Andrew Bacevich wants Congress to explicitly forbid war:



The legislation should state plainly our determination to defend ourselves and our allies. But it should indicate no less plainly that the United States no longer claims the prerogative of using "preemptive, unilateral military force when and where it chooses."

First of all, I guess we are to exclude any allies or potential allies who don't have a UN seat already. Oppressed and hopeful that we will help you against a thug regime? Forget it under Bacevich's rules. Perhaps Bacevich will explain to all the Lefties hot to do something about Darfur that this genocide falls outside of his categories that justify war.

Further, saying we started the war is stretching the record. Iraq was shooting at us on a near daily basis during the 1990s.

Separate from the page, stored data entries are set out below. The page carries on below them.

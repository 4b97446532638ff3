//! Existence-checked product deletion.
//!
//! The record store's delete does not report affected rows, so a delete of
//! a missing row looks exactly like a successful one. [`delete_product`]
//! looks the row up first and only deletes what it found, which lets the
//! caller distinguish "not found" from "deleted" at the cost of one extra
//! round trip.
//!
//! The lookup and the delete are two independent store calls. A concurrent
//! delete of the same row between them is not detected: both callers may
//! report success.

use crate::error::CoreError;
use crate::identifier::parse_product_id;
use crate::product::Product;
use crate::store::ProductStore;

/// Entity label used in [`CoreError::NotFound`] for products.
pub const PRODUCT_ENTITY: &str = "Produto";

/// Fetch a product by its textual identifier.
///
/// Malformed or non-positive identifiers are rejected before the store is
/// contacted.
pub async fn find_product(store: &dyn ProductStore, raw_id: &str) -> Result<Product, CoreError> {
    let id = parse_product_id(raw_id)?;
    store
        .find_by_id(id)
        .await?
        .ok_or(CoreError::NotFound {
            entity: PRODUCT_ENTITY,
            id,
        })
}

/// Delete a product by its textual identifier and return what was removed.
///
/// 1. Invalid identifier: [`CoreError::InvalidIdentifier`], store untouched.
/// 2. No matching row: [`CoreError::NotFound`], delete never issued.
/// 3. Lookup or delete failure: [`CoreError::Store`].
pub async fn delete_product(store: &dyn ProductStore, raw_id: &str) -> Result<Product, CoreError> {
    let product = find_product(store, raw_id).await?;
    store.delete_by_id(product.id).await?;
    Ok(product)
}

We had more allied forces with us in Iraq in 2003 than in Kosovo in 1999. And I wasn't aware that we were preemptively using military force all around the globe "when and where" we choose since 2001. Have I blanked out or something?

Bacevich is quite specific in his denunciations over Iraq:


In 2003, Saddam Hussein posed no immediate threat to the United States; arguing that he might one day do so, the administration depicted the invasion of Iraq as an act of anticipatory self-defense. To their everlasting shame, a majority of members in both the House and the Senate went along, passing a resolution that "authorized" the president to do what he was clearly intent on doing anyway. Implicitly, the Bush Doctrine received congressional endorsement.

Events since have affirmed the wisdom of seeing preventive war as immoral, illicit, and imprudent. The Bush administration expected a quick, economical, and decisive victory in Iraq. Advertising the war as an effort to topple a brutal dictator and liberate an oppressed people, it no doubt counted on battlefield success to endow the enterprise with a certain ex post facto legitimacy. Elated Iraqis showering American soldiers with flowers and candies would silence critics who condemned the war as morally unjustified and patently illegal.

None of these expectations has come to pass. In its trial run, the Bush Doctrine has been found wanting.

Today, Iraq teeters on the brink of disintegration. The war's costs, already staggering, continue to mount. Violence triggered by the US invasion has killed thousands of Iraqi civilians. We cannot fully absolve ourselves of responsibility for those deaths.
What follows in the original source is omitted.